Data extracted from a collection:
..............................
//! The control loop: polls tmux, drives the match worker and folds its
//! answers into the session table.

use std::collections::{HashMap, HashSet};
use std::future::Future;
use std::path::Path;
use std::sync::Arc;

use anyhow::Result;
use tokio::sync::{mpsc, watch};
use tokio::time::MissedTickBehavior;
use tracing::{debug, info, warn};

use crate::actions::Action;
use crate::config::Config;
use crate::error::BoardError;
use crate::logs::{now_ms, AgentType, LogDirectories, LogEntrySnapshot};
use crate::matcher::ScrollbackSource;
use crate::session::{detects_permission_prompt, Session, SessionManager, TerminalBridge};
use crate::tmux::{TmuxClient, TmuxWindow};
use crate::worker::{
    MatchWorker, MatchWorkerRequest, MatchWorkerResponse, MatchWorkerResult,
    MatchWorkerSearchOptions,
};

/// The terminal multiplexer the watcher polls
pub trait Multiplexer: ScrollbackSource + Clone + 'static {
    fn list_windows(&self) -> impl Future<Output = Result<Vec<TmuxWindow>>> + Send;
    fn capture_screen(&self, target: &str) -> impl Future<Output = Result<String>> + Send;
}

impl Multiplexer for TmuxClient {
    fn list_windows(&self) -> impl Future<Output = Result<Vec<TmuxWindow>>> + Send {
        TmuxClient::list_windows(self)
    }

    fn capture_screen(&self, target: &str) -> impl Future<Output = Result<String>> + Send {
        TmuxClient::capture_screen(self, target)
    }
}

/// Agent that wrote a log, if its location says so. Configured roots win over
/// the default directory conventions.
pub fn infer_agent_type(directories: &LogDirectories, log_path: &Path) -> Option<AgentType> {
    match directories.classify(log_path) {
        AgentType::Unknown => None,
        agent => Some(agent),
    }
}

/// Ways into a running watcher
pub struct WatcherHandle {
    pub actions: mpsc::UnboundedSender<Action>,
    pub status: watch::Receiver<Vec<Session>>,
}

struct PendingRequest {
    seq: u64,
    sent_at: u64,
    forced_orphans: bool,
}

pub struct StatusWatcher<M: Multiplexer> {
    config: Config,
    mux: M,
    sessions: SessionManager,
    worker: MatchWorker,
    actions: mpsc::UnboundedReceiver<Action>,
    status: watch::Sender<Vec<Session>>,
    next_seq: u64,
    last_applied_seq: u64,
    pending: HashMap<String, PendingRequest>,
    /// Windows seen by the latest tick
    windows: Vec<TmuxWindow>,
    force_orphan_rematch: bool,
}

impl<M: Multiplexer> StatusWatcher<M> {
    pub fn new(
        config: Config,
        mux: M,
        bridge: Arc<dyn TerminalBridge>,
    ) -> Result<(Self, WatcherHandle), BoardError> {
        let worker = MatchWorker::spawn(LogDirectories::from_config(&config), Arc::new(mux.clone()))?;
        let (actions_tx, actions_rx) = mpsc::unbounded_channel();
        let (status_tx, status_rx) = watch::channel(Vec::new());
        let sessions = SessionManager::new(bridge, config.tmux_session.clone());

        let watcher = Self {
            config,
            mux,
            sessions,
            worker,
            actions: actions_rx,
            status: status_tx,
            next_seq: 0,
            last_applied_seq: 0,
            pending: HashMap::new(),
            windows: Vec::new(),
            force_orphan_rematch: true,
        };
        let handle = WatcherHandle {
            actions: actions_tx,
            status: status_rx,
        };
        Ok((watcher, handle))
    }

    /// Run until a quit action arrives or every action sender is gone
    pub async fn run(mut self) -> Result<()> {
        let mut ticker = tokio::time::interval(self.config.refresh_interval);
        ticker.set_missed_tick_behavior(MissedTickBehavior::Skip);
        info!(
            interval_ms = self.config.refresh_interval.as_millis() as u64,
            session = %self.config.tmux_session,
            "status watcher started"
        );

        loop {
            tokio::select! {
                _ = ticker.tick() => self.tick().await,
                Some(response) = self.worker.recv() => self.apply_response(response, now_ms()),
                action = self.actions.recv() => {
                    let Some(action) = action else { break };
                    if self.handle_action(action) {
                        break;
                    }
                }
            }
        }

        info!("status watcher stopped");
        Ok(())
    }

    /// Returns true when the loop should stop
    fn handle_action(&mut self, action: Action) -> bool {
        match action {
            Action::ClientConnected { client_id, tx } => self.sessions.connect_client(&client_id, tx),
            Action::ClientMessage { client_id, message } => {
                self.sessions.handle_client_message(&client_id, message)
            }
            Action::ClientDisconnected { client_id } => self.sessions.disconnect_client(&client_id),
            Action::Quit => return true,
        }
        false
    }

    async fn tick(&mut self) {
        let now = now_ms();
        self.expire_pending(now);

        let windows = match self.mux.list_windows().await {
            Ok(windows) => windows,
            Err(e) => {
                warn!(error = %e, "failed to list tmux windows");
                return;
            }
        };
        self.reconcile(windows, now);
        self.sessions.collect_terminal_activity();
        self.dispatch(now);

        let prompts = self.capture_prompts().await;
        let idle_after = self.config.idle_after.as_millis() as u64;
        self.sessions.refresh_all_statuses(
            |s| s.window_key().is_some_and(|key| prompts.contains(key)),
            now_ms(),
            idle_after,
        );
        self.publish();
    }

    fn reconcile(&mut self, windows: Vec<TmuxWindow>, now: u64) {
        let live: HashSet<String> = windows.iter().map(|w| w.key().to_string()).collect();
        for window in &windows {
            if self.tracks(window) {
                self.sessions.upsert_window(window, now);
            }
        }
        if !self.sessions.mark_orphaned(&live).is_empty() {
            self.force_orphan_rematch = true;
        }
        let grace = self.config.orphan_grace.as_millis() as u64;
        self.sessions.prune_expired(now, grace);
        self.windows = windows;
    }

    /// Windows in the board's own session, already known, or visibly running an agent
    fn tracks(&self, window: &TmuxWindow) -> bool {
        window.session_name == self.config.tmux_session
            || self.sessions.has_window(window.key())
            || AgentType::from_command(&window.command) != AgentType::Unknown
    }

    fn dispatch(&mut self, now: u64) {
        self.next_seq += 1;
        let forced = self.force_orphan_rematch;
        let request = MatchWorkerRequest {
            id: uuid::Uuid::new_v4().to_string(),
            windows: self.windows.clone(),
            max_logs_per_poll: self.config.log_poll_max,
            log_dirs: None,
            sessions: self.sessions.known_session_snapshots(),
            scrollback_lines: self.config.scrollback_lines,
            min_tokens_for_match: Some(self.config.min_tokens_for_match),
            force_orphan_rematch: forced,
            orphan_candidates: if forced {
                self.sessions.orphan_candidates()
            } else {
                Vec::new()
            },
            search: Some(MatchWorkerSearchOptions {
                tail_bytes: self.config.tail_bytes,
                rg_threads: self.config.rg_threads,
                profile: self.config.match_profile,
            }),
        };
        let id = request.id.clone();

        match self.worker.try_submit(request) {
            Ok(()) => {
                self.pending.insert(
                    id,
                    PendingRequest {
                        seq: self.next_seq,
                        sent_at: now,
                        forced_orphans: forced,
                    },
                );
                self.force_orphan_rematch = false;
            }
            Err(e) => debug!(seq = self.next_seq, error = %e, "match request not submitted"),
        }
    }

    /// Drop requests the worker never answered in time
    fn expire_pending(&mut self, now: u64) {
        let timeout = self.config.worker_timeout.as_millis() as u64;
        let expired: Vec<String> = self
            .pending
            .iter()
            .filter(|(_, p)| now.saturating_sub(p.sent_at) > timeout)
            .map(|(id, _)| id.clone())
            .collect();
        for id in expired {
            if let Some(request) = self.pending.remove(&id) {
                warn!(id = %id, seq = request.seq, "match request timed out, tick failed");
                if request.forced_orphans {
                    self.force_orphan_rematch = true;
                }
            }
        }
    }

    /// Keys of windows whose screen shows a permission prompt
    async fn capture_prompts(&self) -> HashSet<String> {
        let mut prompts = HashSet::new();
        for window in &self.windows {
            if !self.sessions.has_window(window.key()) {
                continue;
            }
            match self.mux.capture_screen(&window.target).await {
                Ok(screen) if detects_permission_prompt(&screen) => {
                    prompts.insert(window.key().to_string());
                }
                Ok(_) => {}
                Err(e) => debug!(window = %window.target, error = %e, "screen capture failed"),
            }
        }
        prompts
    }

    fn apply_response(&mut self, response: MatchWorkerResponse, now: u64) {
        let Some(request) = self.pending.remove(response.id()) else {
            debug!(id = response.id(), "discarding response for unknown request");
            return;
        };
        if request.seq <= self.last_applied_seq {
            debug!(seq = request.seq, applied = self.last_applied_seq, "discarding stale response");
            return;
        }

        match response {
            MatchWorkerResponse::Error { id, error } => {
                warn!(id = %id, seq = request.seq, error = %error, "match tick failed");
                if request.forced_orphans {
                    self.force_orphan_rematch = true;
                }
            }
            MatchWorkerResponse::Result(result) => {
                self.last_applied_seq = request.seq;
                self.apply_result(result, now);
                self.publish();
            }
        }
    }

    fn apply_result(&mut self, result: MatchWorkerResult, now: u64) {
        if let Some(profile) = &result.profile {
            debug!(?profile, match_ms = result.match_ms, "match profile");
        }

        let entries: HashMap<&Path, &LogEntrySnapshot> = result
            .entries
            .iter()
            .chain(&result.orphan_entries)
            .map(|e| (e.log_path.as_path(), e))
            .collect();
        for entry in entries.values() {
            self.sessions.apply_log_entry(entry);
        }

        for resolved in result.matches.iter().chain(&result.orphan_matches) {
            let Some(window) = self.windows.iter().find(|w| w.key() == resolved.tmux_window) else {
                debug!(window = %resolved.tmux_window, "matched window is gone");
                continue;
            };
            let entry = entries.get(resolved.log_path.as_path()).copied();
            self.sessions.bind_log(&resolved.log_path, window, entry, now);
        }

        let grace = self.config.orphan_grace.as_millis() as u64;
        let min_tokens = self.config.min_tokens_for_match;
        for entry in &result.entries {
            if entry.is_subagent
                || entry.log_token_count < min_tokens
                || now.saturating_sub(entry.mtime) > grace
                || self.sessions.owns_log(&entry.log_path)
            {
                continue;
            }
            if self.sessions.add_discovered(entry, now).is_some() {
                self.force_orphan_rematch = true;
            }
        }
    }

    /// Push the table to the status channel and clients when it changed
    fn publish(&mut self) {
        let snapshot = self.sessions.snapshot();
        if *self.status.borrow() == snapshot {
            return;
        }
        self.status.send_replace(snapshot);
        self.sessions.broadcast_sessions();
    }
}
..............................
» **WHAT NEEDS TO BE DONE**
Output the lines above between the one holding "Result<(Self, WatcherHandle), BoardError>" and the one holding "pub async fn", inclusive, with nothing before or after them.

» **RESPONSE TO THE TASK**
    ) -> Result<(Self, WatcherHandle), BoardError> {
        let worker = MatchWorker::spawn(LogDirectories::from_config(&config), Arc::new(mux.clone()))?;
        let (actions_tx, actions_rx) = mpsc::unbounded_channel();
        let (status_tx, status_rx) = watch::channel(Vec::new());
        let sessions = SessionManager::new(bridge, config.tmux_session.clone());

        let watcher = Self {
            config,
            mux,
            sessions,
            worker,
            actions: actions_rx,
            status: status_tx,
            next_seq: 0,
            last_applied_seq: 0,
            pending: HashMap::new(),
            windows: Vec::new(),
            force_orphan_rematch: true,
        };
        let handle = WatcherHandle {
            actions: actions_tx,
            status: status_rx,
        };
        Ok((watcher, handle))
    }

    /// Run until a quit action arrives or every action sender is gone
    pub async fn run(mut self) -> Result<()> {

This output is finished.